● **What you should do**
Beginning at the top of the data below, write out every line exactly until you reach the line with "signature.push_str(&rest[..start]);", and include that line.

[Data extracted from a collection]
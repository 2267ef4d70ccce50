//! 节流状态
//!
//! 从事件签名到上次输出时间的进程级映射。签名由模板替换得到，映射没有淘汰，
//! 生命周期与进程相同。

use crate::core::event::LogData;
use once_cell::sync::Lazy;
use std::collections::HashMap;
use std::sync::{Arc, Mutex, MutexGuard};
use std::time::{Duration, Instant};

/// 由 `${tag}`、`${level}`、`${message}` 替换得到事件签名
///
/// `${level}` 替换为级别的数值。单次扫描，替换进来的文本不会再被替换。
///
/// 与只替换首个占位符、逐个占位符依次替换的做法不同，这里每个占位符的所有出现都会被替换：
/// `"${tag}-${tag}"` 得到 `db-db` 而不是 `db-${tag}`。常规模板下事件分组相同。
pub fn event_signature(template: &str, data: &LogData) -> String {
    let level = data.level.as_u8().to_string();
    let mut signature = String::with_capacity(template.len() + data.message.len());
    let mut rest = template;
    while let Some(start) = rest.find("${") {
        signature.push_str(&rest[..start]);
        let tail = &rest[start..];
        let (value, skip) = if tail.starts_with("${tag}") {
            (data.tag.as_str(), "${tag}".len())
        } else if tail.starts_with("${level}") {
            (level.as_str(), "${level}".len())
        } else if tail.starts_with("${message}") {
            (data.message.as_str(), "${message}".len())
        } else {
            ("${", 2)
        };
        signature.push_str(value);
        rest = &tail[skip..];
    }
    signature.push_str(rest);
    signature
}

/// 签名到上次输出时间的共享映射
///
/// 克隆共享同一份状态。
#[derive(Debug, Clone, Default)]
pub struct ThrottleState {
    history: Arc<Mutex<HashMap<String, Instant>>>,
}

static GLOBAL_THROTTLE: Lazy<ThrottleState> = Lazy::new(ThrottleState::new);

impl ThrottleState {
    /// 创建空的节流状态
    pub fn new() -> Self {
        Self::default()
    }

    /// 进程级共享的节流状态
    pub fn global() -> Self {
        GLOBAL_THROTTLE.clone()
    }

    /// 判断签名在 `now` 时刻是否允许输出
    ///
    /// 若上次输出距今小于 `duration` 则返回 `false` 且不更新时间；否则记录 `now` 并返回 `true`。
    pub fn check(&self, signature: &str, duration: Duration, now: Instant) -> bool {
        let mut history = self.history();
        if let Some(last) = history.get(signature) {
            if now.saturating_duration_since(*last) < duration {
                return false;
            }
        }
        history.insert(signature.to_string(), now);
        true
    }

    fn history(&self) -> MutexGuard<'_, HashMap<String, Instant>> {
        match self.history.lock() {
            Ok(guard) => guard,
            Err(poisoned) => poisoned.into_inner(),
        }
    }

    /// 已记录的签名数量
    pub fn len(&self) -> usize {
        self.history().len()
    }

    pub fn is_empty(&self) -> bool {
        self.len() == 0
    }

    /// 清空记录（主要用于测试）
    pub fn clear(&self) {
        self.history().clear();
    }
}
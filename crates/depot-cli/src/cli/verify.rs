use anyhow::{Context, Result};
use depot::integrity::{self, Reason, Verdict};
use depot::{Catalog, DepotConfig};

#[derive(Debug, clap::Args)]
pub struct VerifyCmd {}

impl VerifyCmd {
    /// Returns `false` unless every artifact is intact.
    pub async fn run(self, config: DepotConfig) -> Result<bool> {
        let destination = config.destination;
        let verdicts = tokio::task::spawn_blocking(move || {
            Catalog::builtin()
                .all()
                .map(|artifact| (artifact, integrity::check(&destination, artifact)))
                .collect::<Vec<_>>()
        })
        .await
        .context("verification task failed")?;

        let mut intact = true;
        for (artifact, verdict) in verdicts {
            let ok = matches!(verdict, Ok(Verdict::Skip));
            let status = match verdict {
                Ok(Verdict::Skip) => "ok".to_string(),
                Ok(Verdict::NeedsDownload(Reason::Missing)) => "missing".to_string(),
                Ok(Verdict::NeedsDownload(Reason::LengthMismatch { expected, actual })) => {
                    format!("size {actual}, expected {expected}")
                }
                Ok(Verdict::NeedsDownload(Reason::ChecksumMismatch { actual, .. })) => {
                    format!("checksum {actual}")
                }
                Err(e) => format!("error: {e}"),
            };
            intact &= ok;
            println!("{:<26} {:<40} {status}", artifact.family().as_str(), artifact.source().path());
        }
        Ok(intact)
    }
}
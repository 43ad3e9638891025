use std::collections::HashMap;
use std::sync::{Arc, Mutex, MutexGuard, PoisonError};
use std::time::Duration;

use bytes::Bytes;
use futures_util::StreamExt;
use futures_util::stream;
use thiserror::Error;
use url::Url;

use super::http::{BoxStream, HttpClient};

#[derive(Debug, Clone, Error, PartialEq, Eq)]
pub enum MemoryError {
    #[error("no resource registered for {0}")]
    NotFound(String),

    #[error("connection reset after {0} chunks")]
    Reset(usize),
}

/// A canned response body.
///
/// # Examples
///
/// ```
/// use depot_fetch::MemoryResource;
/// use std::time::Duration;
///
/// let slow = MemoryResource::new(vec![0u8; 4096])
///     .chunk_size(512)
///     .delay(Duration::from_millis(5));
/// ```
#[derive(Debug, Clone)]
pub struct MemoryResource {
    body:       Bytes,
    chunk_size: usize,
    delay:      Duration,
    fail_after: Option<usize>,
}

impl MemoryResource {
    pub fn new(body: impl Into<Bytes>) -> Self {
        Self {
            body:       body.into(),
            chunk_size: 8 * 1024,
            delay:      Duration::ZERO,
            fail_after: None,
        }
    }

    #[must_use]
    pub fn chunk_size(mut self, size: usize) -> Self {
        self.chunk_size = size.max(1);
        self
    }

    /// Sleep before yielding each chunk.
    #[must_use]
    pub fn delay(mut self, delay: Duration) -> Self {
        self.delay = delay;
        self
    }

    /// Yield `chunks` chunks, then fail the stream.
    #[must_use]
    pub fn fail_after(mut self, chunks: usize) -> Self {
        self.fail_after = Some(chunks);
        self
    }

    fn chunks(&self) -> Vec<Result<Bytes, MemoryError>> {
        let mut chunks: Vec<_> = (0..self.body.len())
            .step_by(self.chunk_size)
            .map(|start| {
                let end = (start + self.chunk_size).min(self.body.len());
                Ok(self.body.slice(start..end))
            })
            .collect();
        if let Some(limit) = self.fail_after {
            chunks.truncate(limit);
            chunks.push(Err(MemoryError::Reset(limit)));
        }
        chunks
    }
}

/// In-process [`HttpClient`] that serves registered bodies and counts how
/// often each URL was opened. Clones share state.
#[derive(Debug, Clone, Default)]
pub struct MemoryClient {
    resources: Arc<Mutex<HashMap<Url, MemoryResource>>>,
    requests:  Arc<Mutex<HashMap<Url, usize>>>,
}

impl MemoryClient {
    pub fn new() -> Self { Self::default() }

    pub fn insert(&self, url: &Url, resource: MemoryResource) -> &Self {
        lock(&self.resources).insert(url.clone(), resource);
        self
    }

    /// Number of times `url` has been opened.
    pub fn requests(&self, url: &Url) -> usize { lock(&self.requests).get(url).copied().unwrap_or(0) }

    pub fn total_requests(&self) -> usize { lock(&self.requests).values().sum() }
}

impl HttpClient for MemoryClient {
    type Error = MemoryError;

    async fn open(
        &self,
        url: &Url,
    ) -> Result<BoxStream<'static, Result<Bytes, Self::Error>>, Self::Error> {
        *lock(&self.requests).entry(url.clone()).or_default() += 1;

        let resource = lock(&self.resources)
            .get(url)
            .cloned()
            .ok_or_else(|| MemoryError::NotFound(url.to_string()))?;

        let delay = resource.delay;
        let body = stream::iter(resource.chunks()).then(move |chunk| async move {
            if !delay.is_zero() {
                tokio::time::sleep(delay).await;
            }
            chunk
        });
        Ok(Box::pin(body))
    }
}

fn lock<T>(mutex: &Mutex<T>) -> MutexGuard<'_, T> { mutex.lock().unwrap_or_else(PoisonError::into_inner) }

#[cfg(test)]
mod tests {
    use super::*;

    #[tokio::test]
    async fn test_chunks_and_counts() {
        let client = MemoryClient::new();
        let url = Url::parse("http://mem/a").unwrap();
        client.insert(&url, MemoryResource::new(&b"abcdefg"[..]).chunk_size(3));

        let chunks: Vec<_> = client.open(&url).await.unwrap().collect().await;
        let chunks: Vec<_> = chunks.into_iter().map(Result::unwrap).collect();
        assert_eq!(chunks, vec![Bytes::from("abc"), Bytes::from("def"), Bytes::from("g")]);
        assert_eq!(client.requests(&url), 1);
    }

    #[tokio::test]
    async fn test_missing_resource() {
        let client = MemoryClient::new();
        let url = Url::parse("http://mem/missing").unwrap();
        assert!(matches!(client.open(&url).await, Err(MemoryError::NotFound(_))));
        assert_eq!(client.requests(&url), 1);
    }

    #[tokio::test]
    async fn test_fail_after() {
        let client = MemoryClient::new();
        let url = Url::parse("http://mem/flaky").unwrap();
        client.insert(&url, MemoryResource::new(vec![1u8; 10]).chunk_size(4).fail_after(1));

        let chunks: Vec<_> = client.open(&url).await.unwrap().collect().await;
        assert_eq!(chunks.len(), 2);
        assert_eq!(chunks[1], Err(MemoryError::Reset(1)));
    }
}
use anyhow::{Context, Result};
use depot::{DepotConfig, DiskProbe, SpaceSample, StorageUnit};

#[derive(Debug, clap::Args)]
pub struct SpaceCmd {}

impl SpaceCmd {
    /// Returns `false` when the destination is below the free-space floor.
    pub async fn run(self, config: DepotConfig) -> Result<bool> {
        let probe = config.probe.build();
        let target = config.destination.clone();
        let metrics = tokio::task::spawn_blocking(move || probe.probe(&target))
            .await
            .context("probe task failed")?
            .with_context(|| format!("failed to probe {}", config.destination.display()))?;

        let sample = SpaceSample::new(metrics);
        let mut names: Vec<_> = sample.metrics().keys().collect();
        names.sort();
        for name in names {
            println!("{name:<12} {}", sample.metrics()[name].in_unit(StorageUnit::MB));
        }

        let available = sample.available().unwrap_or_default();
        let enough = available >= config.min_free_space;
        println!(
            "\nminimum free space {} ({})",
            config.min_free_space,
            if enough { "satisfied" } else { "NOT satisfied" }
        );
        Ok(enough)
    }
}
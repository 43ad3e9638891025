use std::io;
use std::path::Path;

use tracing::{debug, info, warn};

use crate::dir::{list_files, prune_empty_dirs};

/// Make room for one incoming file: keep the `max_retain - 1` newest files of
/// `family` and delete the rest. Returns the number of files deleted.
///
/// Best-effort: a file that cannot be deleted is logged and not counted.
pub fn evict(destination: &Path, family: &str, max_retain: usize) -> usize {
    retain_newest(destination, family, max_retain.saturating_sub(1))
}

/// Keep the `keep` most recently modified files under `destination/<family>`
/// and delete the rest. Ties on modification time are broken by path.
pub fn retain_newest(destination: &Path, family: &str, keep: usize) -> usize {
    let family_dir = destination.join(family);
    let mut files = match list_files(&family_dir) {
        Ok(files) => files,
        Err(crate::Error::Read { source, .. }) if source.kind() == io::ErrorKind::NotFound => {
            return 0;
        }
        Err(e) => {
            warn!(family, error = %e, "failed to list family files; skipping eviction");
            return 0;
        }
    };

    files.sort_by(|a, b| b.modified.cmp(&a.modified).then_with(|| a.path.cmp(&b.path)));

    let mut deleted = Vec::new();
    for stale in files.iter().skip(keep) {
        match std::fs::remove_file(&stale.path) {
            Ok(()) => {
                debug!(family, path = %stale.path.display(), "evicted");
                deleted.push(stale.path.display().to_string());
            }
            Err(e) => warn!(family, path = %stale.path.display(), error = %e, "eviction failed"),
        }
    }

    if !deleted.is_empty() {
        prune_empty_dirs(&family_dir);
        info!(family, count = deleted.len(), files = ?deleted, "old files deleted");
    }
    deleted.len()
}
use std::path::PathBuf;
use std::process::ExitCode;

use clap::{Parser, Subcommand};

mod cli;
mod logging;
mod settings;

/// Keep a local directory stocked with verified agent packages.
#[derive(Parser, Debug)]
#[command(name = "depot", version, about, long_about = None)]
struct Cli {
    /// Path to a TOML configuration file.
    #[arg(short, long, global = true)]
    config: Option<PathBuf>,

    /// Destination directory. Overrides the config file and DEPOT_DESTINATION.
    #[arg(short, long, global = true)]
    destination: Option<PathBuf>,

    /// More log output. Repeat for trace.
    #[arg(short, long, action = clap::ArgAction::Count, global = true, conflicts_with = "quiet")]
    verbose: u8,

    /// Only log warnings and errors.
    #[arg(short, long, global = true)]
    quiet: bool,

    #[command(subcommand)]
    command: Commands,
}

#[derive(Subcommand, Debug)]
enum Commands {
    /// Download catalog artifacts that are missing or corrupt.
    Sync(cli::SyncCmd),
    /// Check every catalog artifact on disk.
    Verify(cli::VerifyCmd),
    /// Show the catalog.
    List(cli::ListCmd),
    /// Probe free space at the destination.
    Space(cli::SpaceCmd),
}

#[tokio::main]
async fn main() -> ExitCode {
    let cli = Cli::parse();
    logging::init(cli.verbose, cli.quiet);

    let config = match settings::resolve(cli.config.as_deref(), cli.destination) {
        Ok(config) => config,
        Err(e) => {
            tracing::error!("{e:#}");
            return ExitCode::FAILURE;
        }
    };
    tracing::debug!(destination = %config.destination.display(), "configuration resolved");

    let result = match cli.command {
        Commands::Sync(cmd) => cmd.run(config).await,
        Commands::Verify(cmd) => cmd.run(config).await,
        Commands::List(cmd) => cmd.run(),
        Commands::Space(cmd) => cmd.run(config).await,
    };

    match result {
        Ok(true) => ExitCode::SUCCESS,
        Ok(false) => ExitCode::FAILURE,
        Err(e) => {
            tracing::error!("{e:#}");
            ExitCode::FAILURE
        }
    }
}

● **Response to this task**
repository 2267ef4d70ccce50
//! 节流状态
//!
//! 从事件签名到上次输出时间的进程级映射。签名由模板替换得到，映射没有淘汰，
//! 生命周期与进程相同。

use crate::core::event::LogData;
use once_cell::sync::Lazy;
use std::collections::HashMap;
use std::sync::{Arc, Mutex, MutexGuard};
use std::time::{Duration, Instant};

/// 由 `${tag}`、`${level}`、`${message}` 替换得到事件签名
///
/// `${level}` 替换为级别的数值。单次扫描，替换进来的文本不会再被替换。
///
/// 与只替换首个占位符、逐个占位符依次替换的做法不同，这里每个占位符的所有出现都会被替换：
/// `"${tag}-${tag}"` 得到 `db-db` 而不是 `db-${tag}`。常规模板下事件分组相同。
pub fn event_signature(template: &str, data: &LogData) -> String {
    let level = data.level.as_u8().to_string();
    let mut signature = String::with_capacity(template.len() + data.message.len());
    let mut rest = template;
    while let Some(start) = rest.find("${") {
        signature.push_str(&rest[..start]);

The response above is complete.